Case ID: f-appx_671/html/0950-01.html
Source: Caselaw Access Project
Author: {"author": "", "license": "Public Domain", "url": "https://static.case.law/"}
Date Created: 2024-08-24T03:29:51.129683

Artashes PETROSYAN, Petitioner, v. Loretta E. LYNCH, Attorney General, Respondent.
    No. 10-71729
    United States Court of Appeals, Ninth Circuit.
    Submitted December 22, 2016  Pasadena, California
    Lisa Anderson, Attorney, Varzandeh Anderson LLP, Los Angeles, CA, for Petitioner
    Artashes Petrosyan, Pro Se
    OIL, Michele Yvette Frances Sarko, Esquire, Attorney, Sunah Lee, Trial Attorney, DOJ—U.S; Department of Justice, Civil Division/Office of Immigration Litigation, Washington, DC, Chief Counsel ICE, Office of the Chief Counsel, Department of Homeland Security, San Francisco, CA, for Respondent
    Before: KOZINSKI, W. FLETCHER and GOULD, Circuit Judges.
    
      
       The panel unanimously concludes this case is suitable for decision without oral argument. See Fed. R. App. P. 34(a)(2).
    
   MEMORANDUM

1. We deny Petrosyan’s petition for review of the agency’s denial of his applications for asylum and withholding of removal because the agency’s adverse credibility finding was supported by substantial evidence. See Shrestha v. Holder, 590 F.3d 1034, 1039 (9th Cir. 2010). In his declaration, Petrosyan described his personal experience using similar or identical language to portions of an earlier published Human Rights Watch article. Petrosyan attributes the similarity to the fact that many people were at the described rally. But this doesn’t address why his account of the events repeats sentences and details from the Human Rights Watch article verbatim. Absent a plausible explanation, the agency reasonably concluded that Petro-syan’s account of the alleged persecution was not genuine.

The agency’s adverse credibility finding is further supported by the discrepancies between Petrosyan’s testimony and his aunt’s. See 8 U.S.C. § 1158(b)(l)(B)(iii). His aunt failed to corroborate Petrosyan’s testimony that he had been arrested in Armenia. Instead, she testified that she didn’t know anyone in the family, other than Petrosyan’s father, who had been arrested in Armenia. She also testified that she thought Petrosyan’s father was still in Armenia when Petrosyan departed Armenia for the United States, even though Petrosyan testified that his father left Armenia before he did.
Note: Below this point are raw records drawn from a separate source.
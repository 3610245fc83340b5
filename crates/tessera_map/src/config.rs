//! Project configuration, read from `tessera.toml`.

use std::path::{Path, PathBuf};

use serde::{Deserialize, Serialize};
use tessera_core::IVec2;
use thiserror::Error;

/// Default project file name.
pub const CONFIG_FILE: &str = "tessera.toml";

/// Errors that can occur when reading the project configuration
#[derive(Debug, Error)]
pub enum ConfigError {
    #[error("Failed to read project config: {0}")]
    Io(#[from] std::io::Error),
    #[error("Failed to parse project config: {0}")]
    Parse(#[from] toml::de::Error),
}

#[derive(Debug, Clone, Default, PartialEq, Serialize, Deserialize)]
#[serde(default)]
pub struct ProjectConfig {
    pub catalog: CatalogSection,
    pub map: MapSection,
    pub autotile: AutotileSection,
}

#[derive(Debug, Clone, PartialEq, Serialize, Deserialize)]
#[serde(default)]
pub struct CatalogSection {
    /// Tiling catalog (JSON).
    pub path: PathBuf,
}

impl Default for CatalogSection {
    fn default() -> Self {
        Self {
            path: PathBuf::from("tiling.json"),
        }
    }
}

#[derive(Debug, Clone, PartialEq, Serialize, Deserialize)]
#[serde(default)]
pub struct MapSection {
    /// Compact map file. The text form lives next to it.
    pub path: PathBuf,
    /// Zlib-compress the compact payload.
    pub compress: bool,
    /// Size of the blank map used when nothing can be loaded.
    pub default_size: IVec2,
}

impl Default for MapSection {
    fn default() -> Self {
        Self {
            path: PathBuf::from("map.tsm"),
            compress: true,
            default_size: IVec2::splat(10),
        }
    }
}

#[derive(Debug, Clone, Default, PartialEq, Serialize, Deserialize)]
#[serde(default)]
pub struct AutotileSection {
    /// Fixed seed for reproducible outcome draws. Seeded from entropy when absent.
    #[serde(skip_serializing_if = "Option::is_none")]
    pub seed: Option<u64>,
}

impl ProjectConfig {
    pub fn parse(content: &str) -> Result<Self, ConfigError> {
        Ok(toml::from_str(content)?)
    }

    /// Read the config at `path`. A missing file yields the defaults.
    ///
    /// Relative paths inside the file are resolved against its directory.
    pub fn load(path: &Path) -> Result<Self, ConfigError> {
        if !path.exists() {
            tracing::debug!("no project config at {}, using defaults", path.display());
            return Ok(Self::default());
        }

        let content = std::fs::read_to_string(path)?;
        let mut config = Self::parse(&content)?;
        if let Some(dir) = path.parent() {
            config.resolve_relative_to(dir);
        }
        Ok(config)
    }

    fn resolve_relative_to(&mut self, dir: &Path) {
        for path in [&mut self.catalog.path, &mut self.map.path] {
            if path.is_relative() {
                *path = dir.join(&*path);
            }
        }
    }
}
//! The logical on-disk form of a map, shared by both file formats.

use serde::{Deserialize, Serialize};
use tessera_core::{Cell, IVec2, LayerKind, MapGrid, TileId};
use tessera_tiling::Catalog;

use crate::PersistError;

/// A map with its tile ids replaced by indices into a name table.
///
/// Entry `i` of the name table is the (`tile_names[i]`, `variant_names[i]`)
/// pair. Saving writes the whole catalog as the table, indexed by global id.
/// Loading resolves each pair once against the live catalog, so reordered or
/// added tiles do not disturb old saves.
#[derive(Debug, Clone, PartialEq, Eq, Serialize, Deserialize)]
pub struct MapSnapshot {
    pub size: IVec2,
    pub tile_names: Vec<String>,
    pub variant_names: Vec<String>,
    /// One row-major array per layer, in front, mid, back order.
    pub layers: [Vec<Option<u32>>; LayerKind::COUNT],
}

impl MapSnapshot {
    pub fn capture(grid: &MapGrid, catalog: &Catalog) -> Self {
        let (tile_names, variant_names): (Vec<String>, Vec<String>) = catalog
            .tile_infos()
            .iter()
            .map(|info| (info.tile_name.clone(), info.variant_name.clone()))
            .unzip();

        let layers: [Vec<Option<u32>>; LayerKind::COUNT] =
            LayerKind::ALL.map(|layer| grid.layer_ids(layer).map(|id| id.map(|t| t.0)).collect());

        Self {
            size: grid.size(),
            tile_names,
            variant_names,
            layers,
        }
    }

    /// Rebuild a grid against `catalog`.
    ///
    /// Name pairs the catalog no longer has, and indices past the end of the
    /// name table, become empty cells.
    pub fn restore(&self, catalog: &Catalog) -> Result<MapGrid, PersistError> {
        if self.tile_names.len() != self.variant_names.len() {
            return Err(PersistError::Inconsistent(format!(
                "{} tile names but {} variant names",
                self.tile_names.len(),
                self.variant_names.len()
            )));
        }
        let Some(cell_count) = MapGrid::cell_count(self.size) else {
            return Err(PersistError::Inconsistent(format!("map size {}", self.size)));
        };
        if let Some(layer) = self.layers.iter().position(|ids| ids.len() != cell_count) {
            return Err(PersistError::Inconsistent(format!(
                "{} layer has {} cells, expected {cell_count}",
                LayerKind::ALL[layer],
                self.layers[layer].len()
            )));
        }

        let mapping: Vec<Option<TileId>> = self
            .tile_names
            .iter()
            .zip(&self.variant_names)
            .map(|(tile, variant)| catalog.index_by_name(tile, variant))
            .collect();
        let resolve = |stored: Option<u32>| {
            stored.and_then(|index| mapping.get(index as usize).copied().flatten())
        };

        let dropped = mapping.iter().filter(|id| id.is_none()).count();
        if dropped > 0 {
            tracing::debug!("{dropped} stored tile variants are not in the current catalog");
        }

        let cells = (0..cell_count)
            .map(|i| {
                let mut cell = Cell::EMPTY;
                for (layer, ids) in LayerKind::ALL.into_iter().zip(&self.layers) {
                    cell.set(layer, resolve(ids[i]));
                }
                cell
            })
            .collect();

        MapGrid::from_cells(self.size, cells)
            .ok_or_else(|| PersistError::Inconsistent("cell count does not match size".into()))
    }
}

#[cfg(test)]
mod tests {
    use super::*;
    use tessera_tiling::parse_tiling;

    fn catalog(extra_tile: bool) -> Catalog {
        let extra = if extra_tile {
            r#"{ "name": "moss", "layer": "front", "default": "a", "display": "a",
                 "variants": [{ "name": "a", "texture": [0, 1] }] },"#
        } else {
            ""
        };
        parse_tiling(&format!(
            r#"{{ "tiles": [
                {extra}
                {{ "name": "stone", "layer": "mid", "default": "a", "display": "a",
                   "variants": [{{ "name": "a", "texture": [0, 0] }}, {{ "name": "b", "texture": [1, 0] }}] }}
            ] }}"#
        ))
        .unwrap()
    }

    #[test]
    fn capture_then_restore_is_identity() {
        let catalog = catalog(true);
        let mut grid = MapGrid::new(IVec2::new(3, 2));
        grid.set_layer(IVec2::new(0, 0), LayerKind::Mid, catalog.index_by_name("stone", "b"));
        grid.set_layer(IVec2::new(2, 1), LayerKind::Front, catalog.index_by_name("moss", "a"));

        let snapshot = MapSnapshot::capture(&grid, &catalog);
        assert_eq!(snapshot.tile_names.len(), catalog.index_count());
        assert_eq!(snapshot.restore(&catalog).unwrap(), grid);
    }

    #[test]
    fn restore_follows_names_not_ids() {
        let old = catalog(true);
        let new = catalog(false);
        let mut grid = MapGrid::new(IVec2::new(2, 1));
        grid.set_layer(IVec2::new(0, 0), LayerKind::Mid, old.index_by_name("stone", "b"));
        grid.set_layer(IVec2::new(1, 0), LayerKind::Front, old.index_by_name("moss", "a"));

        let restored = MapSnapshot::capture(&grid, &old).restore(&new).unwrap();
        assert_eq!(
            restored.get_layer(IVec2::new(0, 0), LayerKind::Mid),
            new.index_by_name("stone", "b")
        );
        assert_eq!(restored.get_layer(IVec2::new(1, 0), LayerKind::Front), None);
    }

    #[test]
    fn inconsistent_snapshots_are_rejected() {
        let catalog = catalog(false);
        let good = MapSnapshot::capture(&MapGrid::new(IVec2::new(2, 2)), &catalog);

        let mut bad = good.clone();
        bad.variant_names.pop();
        assert!(matches!(bad.restore(&catalog), Err(PersistError::Inconsistent(_))));

        let mut bad = good.clone();
        bad.layers[1].push(None);
        assert!(matches!(bad.restore(&catalog), Err(PersistError::Inconsistent(_))));

        let mut bad = good.clone();
        bad.size = IVec2::new(0, 4);
        assert!(matches!(bad.restore(&catalog), Err(PersistError::Inconsistent(_))));

        // 65536 * 65537 wraps to 65536 in 32 bits.
        let mut bad = good;
        bad.size = IVec2::new(65536, 65537);
        bad.layers = std::array::from_fn(|_| vec![None; 65536]);
        assert!(matches!(bad.restore(&catalog), Err(PersistError::Inconsistent(_))));
    }

    #[test]
    fn out_of_table_index_becomes_empty() {
        let catalog = catalog(false);
        let mut snapshot = MapSnapshot::capture(&MapGrid::new(IVec2::new(1, 1)), &catalog);
        snapshot.layers[0][0] = Some(99);
        let grid = snapshot.restore(&catalog).unwrap();
        assert!(grid.get(IVec2::ZERO).is_empty());
    }
}
//! Drives one tier through `RESOLVING → GENERATING → COMMITTING`.
//!
//! The orchestrator owns no lineage state of its own. Everything it knows is
//! read from the store at the start of a run, and the only durable write of a
//! successful run is the committer's single transaction. A run that is
//! dropped before it reaches `COMMITTING` therefore leaves nothing behind.

use std::{collections::BTreeSet, fmt};

use chrono::{DateTime, Utc};
use pulse_core::{
  PeriodKey, Tier,
  collab::{
    ArtifactGenerator, ArtifactPublisher, GenerationRequest, InputPayload,
  },
  lineage::{Artifact, CommitOutcome, NewArtifact, PendingInput},
  store::LineageStore,
};
use serde::Serialize;
use tracing::Instrument;
use uuid::Uuid;

use crate::{
  committer::InclusionCommitter,
  config::EngineConfig,
  error::RunError,
  resolver::IngestionResolver,
  state::{RunMachine, RunState, TransitionRecord},
};

// ─── Reports ─────────────────────────────────────────────────────────────────

/// How a run ended.
#[derive(Debug, Clone)]
pub enum RunOutcome {
  /// No eligible inputs.
  Empty,
  /// The period already had an artifact. `late_inputs` eligible rows were
  /// found for it and left untouched.
  AlreadyGenerated {
    artifact:    Artifact,
    late_inputs: usize,
  },
  /// This run created the artifact.
  Created(Artifact),
  /// A concurrent run committed the period first.
  AlreadyCommitted(Artifact),
  Failed(RunError),
}

impl RunOutcome {
  pub fn is_failure(&self) -> bool { matches!(self, Self::Failed(_)) }

  pub fn artifact(&self) -> Option<&Artifact> {
    match self {
      Self::AlreadyGenerated { artifact, .. }
      | Self::Created(artifact)
      | Self::AlreadyCommitted(artifact) => Some(artifact),
      Self::Empty | Self::Failed(_) => None,
    }
  }
}

impl fmt::Display for RunOutcome {
  fn fmt(&self, f: &mut fmt::Formatter<'_>) -> fmt::Result {
    match self {
      Self::Empty => f.write_str("no eligible inputs"),
      Self::AlreadyGenerated { late_inputs, .. } => {
        write!(f, "already generated ({late_inputs} late input(s) ignored)")
      }
      Self::Created(a) => write!(f, "created {}", a.artifact_id),
      Self::AlreadyCommitted(a) => {
        write!(f, "already committed as {}", a.artifact_id)
      }
      Self::Failed(e) => write!(f, "failed: {e}"),
    }
  }
}

#[derive(Debug, Clone)]
pub struct RunReport {
  pub run_id:      Uuid,
  pub period:      PeriodKey,
  /// Number of eligible inputs the run resolved.
  pub inputs:      usize,
  pub outcome:     RunOutcome,
  pub transitions: Vec<TransitionRecord>,
}

impl RunReport {
  pub fn final_state(&self) -> RunState {
    self.transitions.last().map_or(RunState::Idle, |t| t.to)
  }
}

#[derive(Debug, Clone, Copy, Default, PartialEq, Eq, Serialize)]
pub struct PublishReport {
  pub published: usize,
  pub failed:    usize,
}

// ─── Orchestrator ────────────────────────────────────────────────────────────

pub struct TierOrchestrator<S, G, P> {
  store:     S,
  generator: G,
  publisher: P,
  resolver:  IngestionResolver,
  committer: InclusionCommitter,
  config:    EngineConfig,
}

impl<S, G, P> TierOrchestrator<S, G, P>
where
  S: LineageStore,
  G: ArtifactGenerator,
  P: ArtifactPublisher,
{
  pub fn new(store: S, generator: G, publisher: P, config: EngineConfig) -> Self {
    Self {
      resolver: IngestionResolver::new(config.timezone),
      committer: InclusionCommitter::new(
        config.retry_policy(),
        config.commit_timeout(),
      ),
      store,
      generator,
      publisher,
      config,
    }
  }

  pub fn store(&self) -> &S { &self.store }

  pub fn resolver(&self) -> &IngestionResolver { &self.resolver }

  pub fn config(&self) -> &EngineConfig { &self.config }

  /// Run the scheduled work for `tier` at `now`: the default target period,
  /// preceded by every earlier period with eligible inputs when catch-up is
  /// enabled. Periods run oldest first, one at a time.
  pub async fn tick(&self, tier: Tier, now: DateTime<Utc>) -> Vec<RunReport> {
    let target = self.resolver.default_target(tier, now);
    let mut periods = BTreeSet::new();

    if self.config.catch_up {
      match self.resolver.pending_periods(&self.store, tier).await {
        Ok(pending) => {
          periods.extend(pending.into_iter().filter(|p| *p < target));
        }
        Err(e) => {
          tracing::warn!(
            %tier,
            error = %e,
            "could not list pending periods, skipping catch-up"
          );
        }
      }
    }
    periods.insert(target);

    let mut reports = Vec::with_capacity(periods.len());
    for period in periods {
      reports.push(self.run_period(period).await);
    }
    reports
  }

  /// Run one period to completion. Every failure is captured in the report.
  pub async fn run_period(&self, period: PeriodKey) -> RunReport {
    let run_id = Uuid::new_v4();
    let span = tracing::info_span!(
      "run",
      tier = %period.tier(),
      %period,
      %run_id
    );
    async move {
      let mut run = Run::new(run_id, period);
      let outcome = self.drive(&mut run).await;
      if let RunOutcome::Failed(e) = &outcome {
        run.enter(RunState::Failed);
        if !e.is_critical() {
          tracing::warn!(kind = e.kind(), error = %e, "run failed; inputs stay eligible");
        }
      }
      run.finish(outcome)
    }
    .instrument(span)
    .await
  }

  async fn drive(&self, run: &mut Run) -> RunOutcome {
    let period = run.period;
    run.enter(RunState::Resolving);

    let inputs = match self.resolver.resolve(&self.store, period).await {
      Ok(inputs) => inputs,
      Err(e) => {
        return RunOutcome::Failed(RunError::TransientIo {
          operation: "list_unprocessed",
          message:   e.to_string(),
        });
      }
    };
    let inputs = match self.screen(inputs).await {
      Ok(inputs) => inputs,
      Err(e) => return RunOutcome::Failed(e),
    };
    run.inputs = inputs.len();

    if inputs.is_empty() {
      tracing::info!("no eligible inputs");
      run.enter(RunState::Done);
      return RunOutcome::Empty;
    }

    match self.store.get_artifact(period).await {
      Ok(Some(artifact)) => {
        tracing::warn!(
          late_inputs = inputs.len(),
          artifact_id = %artifact.artifact_id,
          "period already has an artifact; late inputs left untouched"
        );
        run.enter(RunState::Done);
        return RunOutcome::AlreadyGenerated {
          artifact,
          late_inputs: inputs.len(),
        };
      }
      Ok(None) => {}
      Err(e) => {
        return RunOutcome::Failed(RunError::TransientIo {
          operation: "get_artifact",
          message:   e.to_string(),
        });
      }
    }

    run.enter(RunState::Generating);
    let content = match self.generate(period, &inputs).await {
      Ok(content) => content,
      Err(e) => return RunOutcome::Failed(e),
    };

    run.enter(RunState::Committing);
    let new = NewArtifact {
      period,
      content,
      children: inputs.iter().map(PendingInput::child_ref).collect(),
    };
    match self.committer.commit(&self.store, new).await {
      Ok(CommitOutcome::Created(artifact)) => {
        tracing::info!(
          artifact_id = %artifact.artifact_id,
          children = inputs.len(),
          "artifact committed"
        );
        run.enter(RunState::Done);
        self.publish(&artifact).await;
        RunOutcome::Created(artifact)
      }
      Ok(CommitOutcome::Existing(artifact)) => {
        tracing::info!(
          artifact_id = %artifact.artifact_id,
          "period was committed by a concurrent run"
        );
        run.enter(RunState::Done);
        RunOutcome::AlreadyCommitted(artifact)
      }
      Err(e) => RunOutcome::Failed(e),
    }
  }

  /// Daily tier only: raw inputs with a blank payload are marked failed and
  /// dropped from the batch.
  async fn screen(
    &self,
    inputs: Vec<PendingInput>,
  ) -> Result<Vec<PendingInput>, RunError> {
    let mut kept = Vec::with_capacity(inputs.len());
    for input in inputs {
      match &input {
        PendingInput::Raw(raw) if raw.payload.trim().is_empty() => {
          tracing::warn!(source_id = %raw.source_id, "blank raw input, marking failed");
          self
            .store
            .mark_failed(raw.source_id.clone(), "empty payload".to_owned())
            .await
            .map_err(|e| RunError::TransientIo {
              operation: "mark_failed",
              message:   e.to_string(),
            })?;
        }
        _ => kept.push(input),
      }
    }
    Ok(kept)
  }

  async fn generate(
    &self,
    period: PeriodKey,
    inputs: &[PendingInput],
  ) -> Result<String, RunError> {
    let request = GenerationRequest {
      period,
      inputs: inputs
        .iter()
        .map(|input| InputPayload {
          label: input.label(),
          body:  input.payload().to_owned(),
        })
        .collect(),
    };
    let timeout = self.config.generation_timeout();

    let reason = match tokio::time::timeout(timeout, self.generator.generate(request))
      .await
    {
      Ok(Ok(content)) if !content.trim().is_empty() => return Ok(content),
      Ok(Ok(_)) => "generator returned blank content".to_owned(),
      Ok(Err(e)) => e.to_string(),
      Err(_) => format!("timed out after {timeout:?}"),
    };
    Err(RunError::Generation { period, reason })
  }

  /// Best effort. A failure is logged and retried by
  /// [`republish_pending`](Self::republish_pending).
  async fn publish(&self, artifact: &Artifact) -> bool {
    let timeout = self.config.publish_timeout();
    let error = match tokio::time::timeout(timeout, self.publisher.publish(artifact))
      .await
    {
      Ok(Ok(())) => None,
      Ok(Err(e)) => Some(e.to_string()),
      Err(_) => Some(format!("timed out after {timeout:?}")),
    };

    if let Some(error) = error {
      tracing::warn!(
        artifact_id = %artifact.artifact_id,
        period = %artifact.period,
        %error,
        "publish failed; will retry on a later tick"
      );
      return false;
    }

    if let Err(e) = self
      .store
      .mark_published(artifact.artifact_id, Utc::now())
      .await
    {
      tracing::warn!(
        artifact_id = %artifact.artifact_id,
        error = %e,
        "published but could not record publication"
      );
    }
    true
  }

  /// Publish every committed artifact that has no recorded publication.
  pub async fn republish_pending(&self) -> PublishReport {
    let mut report = PublishReport::default();
    let pending = match self.store.list_unpublished().await {
      Ok(pending) => pending,
      Err(e) => {
        tracing::warn!(error = %e, "could not list unpublished artifacts");
        return report;
      }
    };

    for artifact in &pending {
      if self.publish(artifact).await {
        report.published += 1;
      } else {
        report.failed += 1;
      }
    }
    if !pending.is_empty() {
      tracing::info!(
        published = report.published,
        failed = report.failed,
        "republish sweep complete"
      );
    }
    report
  }
}

// ─── Run bookkeeping ─────────────────────────────────────────────────────────

struct Run {
  run_id:  Uuid,
  period:  PeriodKey,
  inputs:  usize,
  machine: RunMachine,
}

impl Run {
  fn new(run_id: Uuid, period: PeriodKey) -> Self {
    Self {
      run_id,
      period,
      inputs: 0,
      machine: RunMachine::new(),
    }
  }

  /// The orchestrator's control flow only asks for legal transitions, so a
  /// rejection here is a bug; it is logged rather than aborting the run.
  fn enter(&mut self, to: RunState) {
    if let Err(e) = self.machine.advance(to) {
      tracing::error!(error = %e, "state machine rejected transition");
    }
  }

  fn finish(self, outcome: RunOutcome) -> RunReport {
    RunReport {
      run_id: self.run_id,
      period: self.period,
      inputs: self.inputs,
      outcome,
      transitions: self.machine.into_transitions(),
    }
  }
}
//! `pulse` binary.
//!
//! Reads `pulse.toml` (or the path given with `--config`), opens the SQLite
//! lineage store and runs one command to completion. Scheduling is left to
//! cron, for example:
//!
//! ```text
//! 30 18 * * 1-5  pulse tick daily
//! 0  19 * * 5    pulse tick weekly
//! 0  7  4 * *    pulse tick monthly
//! ```
//!
//! The daily tick closes the current local day. A file for that day that
//! lands after the tick stays discovered and is reported as a late input on
//! every later run; it is never folded into a report, so schedule the daily
//! tick after the last export of the day.
//!
//! The monthly tick closes the latest month whose weeks have all ended. A
//! week belongs to the month holding its Thursday, so the last week of a
//! month can end as late as the 3rd of the next one; running on the 4th
//! always closes the previous month.
//!
//! Every period is attempted even when an earlier one fails; the process
//! exits non-zero afterwards if any of them did.

mod feed;
mod generator;
mod publisher;
mod settings;

use std::path::PathBuf;

use anyhow::Context as _;
use chrono::Utc;
use clap::{Parser, Subcommand};
use pulse_core::{PeriodKey, Tier, lineage::ChildRef, store::LineageStore};
use pulse_engine::{RunOutcome, RunReport, RunState, TierOrchestrator, discover};
use pulse_store_sqlite::SqliteStore;
use serde::Serialize;
use tracing::level_filters::LevelFilter;
use tracing_subscriber::EnvFilter;
use uuid::Uuid;

use crate::{
  feed::DirectoryFeed, generator::HttpGenerator, publisher::DirectoryPublisher,
  settings::Settings,
};

#[derive(Parser)]
#[command(author, version, about = "Trade Pulse report lineage tracker")]
struct Cli {
  /// Path to the TOML configuration file.
  #[arg(short, long, default_value = "pulse.toml", env = "PULSE_CONFIG")]
  config: PathBuf,

  #[command(subcommand)]
  command: Command,
}

#[derive(Subcommand)]
enum Command {
  /// Record new raw inputs from the feed directory.
  Discover,
  /// Generate a single period; the tier's default target when `--period` is
  /// omitted.
  Run {
    tier:   Tier,
    #[arg(long)]
    period: Option<PeriodKey>,
  },
  /// Scheduled entry point: discovery (daily tier only), catch-up, the
  /// default target, then a republish sweep.
  Tick { tier: Tier },
  /// Retry publication of committed but unpublished artifacts.
  Republish,
  #[command(subcommand)]
  Show(Show),
}

#[derive(Subcommand)]
enum Show {
  /// List artifacts, optionally for one tier.
  Artifacts {
    #[arg(long)]
    tier: Option<Tier>,
  },
  /// Show an artifact with its children and its parent.
  Lineage { period: PeriodKey },
}

type Orchestrator =
  TierOrchestrator<SqliteStore, HttpGenerator, DirectoryPublisher>;

#[tokio::main]
async fn main() -> anyhow::Result<()> {
  tracing_subscriber::fmt()
    .with_env_filter(
      EnvFilter::builder()
        .with_default_directive(LevelFilter::INFO.into())
        .from_env_lossy(),
    )
    .init();

  let cli = Cli::parse();
  let settings = Settings::load(&cli.config)?;

  if let Some(parent) = settings.store_path.parent()
    && !parent.as_os_str().is_empty()
  {
    std::fs::create_dir_all(parent)
      .with_context(|| format!("failed to create {parent:?}"))?;
  }
  let store = SqliteStore::open(&settings.store_path)
    .await
    .with_context(|| format!("failed to open store at {:?}", settings.store_path))?;

  match cli.command {
    Command::Discover => {
      let ok = run_discovery(&store, &settings).await;
      anyhow::ensure!(ok, "discovery failed");
    }
    Command::Run { tier, period } => {
      let orch = orchestrator(store, &settings)?;
      let period =
        period.unwrap_or_else(|| orch.resolver().default_target(tier, Utc::now()));
      anyhow::ensure!(
        period.tier() == tier,
        "period {period} is not a {tier} period"
      );
      let report = orch.run_period(period).await;
      finish(&[report], true)?;
    }
    Command::Tick { tier } => {
      let discovered = tier != Tier::Daily || run_discovery(&store, &settings).await;
      let orch = orchestrator(store, &settings)?;
      let reports = orch.tick(tier, Utc::now()).await;
      orch.republish_pending().await;
      finish(&reports, discovered)?;
    }
    Command::Republish => {
      let orch = orchestrator(store, &settings)?;
      let report = orch.republish_pending().await;
      print_json(&report)?;
      anyhow::ensure!(report.failed == 0, "{} artifact(s) not published", report.failed);
    }
    Command::Show(Show::Artifacts { tier }) => {
      let artifacts = store.list_artifacts(tier).await?;
      print_json(&artifacts)?;
    }
    Command::Show(Show::Lineage { period }) => {
      let artifact = store
        .get_artifact(period)
        .await?
        .with_context(|| format!("no artifact for {period}"))?;
      let children = store.lineage(artifact.artifact_id).await?;
      let parent = store
        .parent_of(ChildRef::Artifact(artifact.artifact_id))
        .await?;
      print_json(&serde_json::json!({
        "artifact": artifact,
        "children": children,
        "parent":   parent,
      }))?;
    }
  }

  Ok(())
}

fn orchestrator(store: SqliteStore, settings: &Settings) -> anyhow::Result<Orchestrator> {
  let generator = HttpGenerator::new(settings.generator.clone())?;
  let publisher = DirectoryPublisher::new(settings.reports_dir.clone());
  Ok(TierOrchestrator::new(
    store,
    generator,
    publisher,
    settings.engine.clone(),
  ))
}

/// Returns `false` when discovery failed; the failure is already logged.
async fn run_discovery(store: &SqliteStore, settings: &Settings) -> bool {
  let feed = DirectoryFeed::new(settings.feed_dir.clone(), settings.engine.timezone);
  let policy = settings.engine.retry_policy();
  match discover(store, &feed, &policy, settings.engine.feed_timeout()).await {
    Ok(report) => print_json(&report).is_ok(),
    Err(e) => {
      tracing::error!(error = %e, "discovery failed");
      false
    }
  }
}

// ─── Output ──────────────────────────────────────────────────────────────────

#[derive(Serialize)]
struct RunSummary {
  run_id:      Uuid,
  period:      PeriodKey,
  inputs:      usize,
  state:       RunState,
  outcome:     String,
  #[serde(skip_serializing_if = "Option::is_none")]
  artifact_id: Option<Uuid>,
  #[serde(skip_serializing_if = "Option::is_none")]
  error_kind:  Option<&'static str>,
}

impl From<&RunReport> for RunSummary {
  fn from(report: &RunReport) -> Self {
    Self {
      run_id:      report.run_id,
      period:      report.period,
      inputs:      report.inputs,
      state:       report.final_state(),
      outcome:     report.outcome.to_string(),
      artifact_id: report.outcome.artifact().map(|a| a.artifact_id),
      error_kind:  match &report.outcome {
        RunOutcome::Failed(e) => Some(e.kind()),
        _ => None,
      },
    }
  }
}

fn print_json<T: Serialize>(value: &T) -> anyhow::Result<()> {
  let text = serde_json::to_string_pretty(value).context("serialising output")?;
  println!("{text}");
  Ok(())
}

/// Print every report, then fail if any run failed.
fn finish(reports: &[RunReport], discovered: bool) -> anyhow::Result<()> {
  let summaries: Vec<RunSummary> = reports.iter().map(RunSummary::from).collect();
  print_json(&summaries)?;

  let failed = reports.iter().filter(|r| r.outcome.is_failure()).count();
  anyhow::ensure!(discovered, "discovery failed");
  anyhow::ensure!(failed == 0, "{failed} of {} run(s) failed", reports.len());
  Ok(())
}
2. Petrosyan waived his claim for protection under the Convention Against Torture by failing to raise it in his opening brief. See Balser v. Dep’t. of Justice, 327 F.3d 903, 911 (9th Cir. 2003). But even if it wasn’t waived, this claim would fail because other than his own incredible testimony, Petrosyan doesn’t point to any evidence that compels us to conclude that it’s more likely than not that he would be tortured if returned to Armenia.

DENIED. 
      
       This disposition is not appropriate for publication and is not precedent except as provided by Ninth Circuit Rule 36-3.